## TASK DETAILS
Among the entries below, find every line that contains the string "BarrierData", then copy it.

Stored data entries
☆ ☆ ☆ ☆ ☆ ☆ ☆

impl Widget {
    pub(crate) fn new(id: WidgetId, name: impl Into<String>, kind: WidgetKind) -> Self {
        let anchors = AnchorType::ALL.map(|kind| Anchor::new(id, kind));
        Self {
            id,
            name: name.into(),
            kind,
            anchors,
            parent: None,
            x: 0,
            y: 0,
            width: 0,
            height: 0,
            min_width: 0,
            min_height: 0,
            max_dimension: [i32::MAX; 2],
            behaviour: [DimensionBehaviour::Fixed; 2],
            match_default: [MatchConstraint::Spread; 2],
            match_min: [0; 2],
            match_max: [0; 2],
            match_percent: [1.0; 2],
            dimension_ratio: 0.0,
            ratio_side: None,
            visibility: Visibility::Visible,
            bias: [0.5; 2],
            chain_style: [ChainStyle::Spread; 2],
            weight: [-1.0; 2],
            baseline_distance: 0,
            has_baseline: false,
            circle_angle: 0.0,
            animated: false,
            pass: PassState::default(),
        }
    }

    pub fn id(&self) -> WidgetId {
        self.id
    }

    pub fn name(&self) -> &str {
        &self.name
    }

    pub fn kind(&self) -> &WidgetKind {
        &self.kind
    }

    pub fn parent(&self) -> Option<WidgetId> {
        self.parent
    }

    pub fn anchor(&self, kind: AnchorType) -> Option<&Anchor> {
        kind.slot().map(|slot| &self.anchors[slot])
    }

    pub(crate) fn anchor_mut(&mut self, kind: AnchorType) -> Option<&mut Anchor> {
        kind.slot().map(move |slot| &mut self.anchors[slot])
    }

    pub(crate) fn traits(&self) -> OwnerTraits {
        OwnerTraits {
            has_baseline: self.has_baseline,
            is_guideline: self.is_guideline(),
        }
    }

    // ------------------------------------------------------------------
    // Geometry
    // ------------------------------------------------------------------

    pub fn x(&self) -> i32 {
        self.x
    }

    pub fn y(&self) -> i32 {
        self.y
    }

    /// Width, forced to 0 while the widget is gone
    pub fn width(&self) -> i32 {
        if self.is_gone() {
            0
        } else {
            self.width
        }
    }

    /// Height, forced to 0 while the widget is gone
    pub fn height(&self) -> i32 {
        if self.is_gone() {
            0
        } else {
            self.height
        }
    }

    pub fn length(&self, orientation: Orientation) -> i32 {
        match orientation {
            Orientation::Horizontal => self.width(),
            Orientation::Vertical => self.height(),
        }
    }

    pub(crate) fn position(&self, orientation: Orientation) -> i32 {
        match orientation {
            Orientation::Horizontal => self.x,
            Orientation::Vertical => self.y,
        }
    }

    /// Frame relative to the parent's padding box
    pub fn frame(&self) -> Frame {
        Frame::new(self.x, self.y, self.width(), self.height())
    }

    pub fn set_origin(&mut self, x: i32, y: i32) {
        self.x = x;
        self.y = y;
    }

    pub fn set_width(&mut self, width: i32) {
        self.width = width.max(self.min_width);
    }

    pub fn set_height(&mut self, height: i32) {
        self.height = height.max(self.min_height);
    }

    pub fn set_size(&mut self, width: i32, height: i32) {
        self.set_width(width);
        self.set_height(height);
    }

    pub(crate) fn set_length(&mut self, orientation: Orientation, length: i32) {
        match orientation {
            Orientation::Horizontal => self.set_width(length),
            Orientation::Vertical => self.set_height(length),
        }
    }

    pub(crate) fn set_position(&mut self, orientation: Orientation, position: i32) {
        match orientation {
            Orientation::Horizontal => self.x = position,
            Orientation::Vertical => self.y = position,
        }
    }

    pub fn min_width(&self) -> i32 {
        self.min_width
    }

    pub fn min_height(&self) -> i32 {
        self.min_height
    }

    pub(crate) fn min_length(&self, orientation: Orientation) -> i32 {
        match orientation {
            Orientation::Horizontal => self.min_width,
            Orientation::Vertical => self.min_height,
        }
    }

    pub fn set_min_width(&mut self, width: i32) {
        self.min_width = width.max(0);
    }

    pub fn set_min_height(&mut self, height: i32) {
        self.min_height = height.max(0);
    }

    pub fn set_max_dimension(&mut self, orientation: Orientation, max: i32) {
        self.max_dimension[orientation.index()] = max;
    }

    /// Distance from the top edge to the text baseline
    pub fn baseline_distance(&self) -> i32 {
        self.baseline_distance
    }

    pub fn set_baseline_distance(&mut self, distance: i32) {
        self.baseline_distance = distance;
        self.has_baseline = distance > 0;
    }

    pub fn has_baseline(&self) -> bool {
        self.has_baseline
    }

    // ------------------------------------------------------------------
    // Sizing policies
    // ------------------------------------------------------------------

    pub fn behaviour(&self, orientation: Orientation) -> DimensionBehaviour {
        self.behaviour[orientation.index()]
    }

    pub fn set_behaviour(&mut self, orientation: Orientation, behaviour: DimensionBehaviour) {
        self.behaviour[orientation.index()] = behaviour;
    }

    pub fn match_default(&self, orientation: Orientation) -> MatchConstraint {
        self.match_default[orientation.index()]
    }

    /// Configure a MATCH_CONSTRAINT axis: sub-policy, min, max and percent.
    ///
    /// A percent of 1.0 with the percent policy means "as wide as the parent".
    pub fn set_match_constraint(
        &mut self,
        orientation: Orientation,
        policy: MatchConstraint,
        min: i32,
        max: i32,
        percent: f32,
    ) {
        let i = orientation.index();
        self.match_default[i] = policy;
        self.match_min[i] = min.max(0);
        self.match_max[i] = max.max(0);
        self.match_percent[i] = percent;
        if percent > 0.0 && percent < 1.0 && policy == MatchConstraint::Spread {
            self.match_default[i] = MatchConstraint::Percent;
        }
    }

    pub fn dimension_ratio(&self) -> f32 {
        self.dimension_ratio
    }

    pub fn ratio_side(&self) -> Option<Orientation> {
        self.ratio_side
    }

    /// Set the ratio width / height; `side` names the axis derived from it
    pub fn set_dimension_ratio(&mut self, ratio: f32, side: Option<Orientation>) {
        self.dimension_ratio = ratio;
        self.ratio_side = side;
    }

    /// Set the ratio from its textual form, `"16:9"`, `"W,16:9"`, `"H,2:1"` or `"1.5"`.
    ///
    /// Returns false and leaves the widget unchanged when the text does not
    /// describe a positive ratio.
    pub fn set_dimension_ratio_str(&mut self, text: &str) -> bool {
        match parse_dimension_ratio(text) {
            Some((ratio, side)) => {
                self.set_dimension_ratio(ratio, side);
                true
            }
            None => false,
        }
    }

    // ------------------------------------------------------------------
    // Visibility, chains, bias
    // ------------------------------------------------------------------

    pub fn visibility(&self) -> Visibility {
        self.visibility
    }

    pub fn set_visibility(&mut self, visibility: Visibility) {
        self.visibility = visibility;
    }

    pub fn is_gone(&self) -> bool {
        self.visibility == Visibility::Gone
    }

    pub fn bias(&self, orientation: Orientation) -> f32 {
        self.bias[orientation.index()]
    }

    pub fn set_bias(&mut self, orientation: Orientation, bias: f32) {
        self.bias[orientation.index()] = bias;
    }

    pub fn chain_style(&self, orientation: Orientation) -> ChainStyle {
        self.chain_style[orientation.index()]
    }

    /// Only meaningful on a chain's head
    pub fn set_chain_style(&mut self, orientation: Orientation, style: ChainStyle) {
        self.chain_style[orientation.index()] = style;
    }

    pub fn weight(&self, orientation: Orientation) -> f32 {
        self.weight[orientation.index()]
    }

    pub fn set_weight(&mut self, orientation: Orientation, weight: f32) {
        self.weight[orientation.index()] = weight;
    }

    pub fn set_animated(&mut self, animated: bool) {
        self.animated = animated;
    }

    pub fn circle_angle(&self) -> f32 {
        self.circle_angle
    }

    // ------------------------------------------------------------------
    // Variant queries
    // ------------------------------------------------------------------

    pub fn is_guideline(&self) -> bool {
        matches!(self.kind, WidgetKind::Guideline(_))
    }

    pub fn is_barrier(&self) -> bool {
        matches!(self.kind, WidgetKind::Barrier(_))
    }

    pub fn is_container(&self) -> bool {
        matches!(self.kind, WidgetKind::Container(_))
    }

    pub fn is_virtual_layout(&self) -> bool {
        matches!(self.kind, WidgetKind::Flow(_) | WidgetKind::Placeholder(_))
    }

    /// Whether a barrier may aggregate this widget's edge
    pub fn allowed_in_barrier(&self) -> bool {
        match self.kind {
            WidgetKind::Guideline(_) => true,
            _ => !self.is_gone(),
        }
    }

    /// Helpers compiled before regular widgets
    pub(crate) fn add_first(&self) -> bool {
        self.is_guideline() || self.is_virtual_layout()
    }

    pub fn guideline(&self) -> Option<&GuidelineData> {
        match &self.kind {
            WidgetKind::Guideline(data) => Some(data),
            _ => None,
        }
    }

    pub fn guideline_mut(&mut self) -> Option<&mut GuidelineData> {
        match &mut self.kind {
            WidgetKind::Guideline(data) => Some(data),
            _ => None,
        }
    }

    pub fn barrier(&self) -> Option<&BarrierData> {
        match &self.kind {
            WidgetKind::Barrier(data) => Some(data),
            _ => None,
        }
    }

    pub fn barrier_mut(&mut self) -> Option<&mut BarrierData> {
        match &mut self.kind {
            WidgetKind::Barrier(data) => Some(data),
            _ => None,
        }
    }

    pub fn container(&self) -> Option<&ContainerData> {
        match &self.kind {
            WidgetKind::Container(data) => Some(data),
            _ => None,
        }
    }

    pub fn container_mut(&mut self) -> Option<&mut ContainerData> {
        match &mut self.kind {
            WidgetKind::Container(data) => Some(data),
            _ => None,
        }
    }

    pub fn flow(&self) -> Option<&FlowData> {
        match &self.kind {
            WidgetKind::Flow(data) => Some(data),
            _ => None,
        }
    }

    pub fn flow_mut(&mut self) -> Option<&mut FlowData> {
        match &mut self.kind {
            WidgetKind::Flow(data) => Some(data),
            _ => None,
        }
    }

    pub fn placeholder(&self) -> Option<&PlaceholderData> {
        match &self.kind {
            WidgetKind::Placeholder(data) => Some(data),
            _ => None,
        }
    }

    pub fn placeholder_mut(&mut self) -> Option<&mut PlaceholderData> {
        match &mut self.kind {
            WidgetKind::Placeholder(data) => Some(data),
            _ => None,
        }
    }

    /// Both edges of the axis carry a final value
    pub(crate) fn is_resolved(&self, orientation: Orientation) -> bool {
        let begin = self.anchors[orientation.begin().slot().unwrap_or(0)].has_final_value();
        let end = self.anchors[orientation.end().slot().unwrap_or(2)].has_final_value();
        begin && end
    }

    /// Restore default sizing rules, keeping identity, anchors and kind
    pub fn reset(&mut self) {
        let fresh = Widget::new(self.id, std::mem::take(&mut self.name), WidgetKind::Plain);
        let kind = std::mem::replace(&mut self.kind, WidgetKind::Plain);
        let anchors = self.anchors.clone();
        let parent = self.parent;
        *self = Widget {
            kind,
            anchors,
            parent,
            ..fresh
        };
    }
}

☆ ☆ ☆ ☆ ☆ ☆ ☆

## EXPECTED ANSWER
    pub fn barrier(&self) -> Option<&BarrierData> {
    pub fn barrier_mut(&mut self) -> Option<&mut BarrierData> {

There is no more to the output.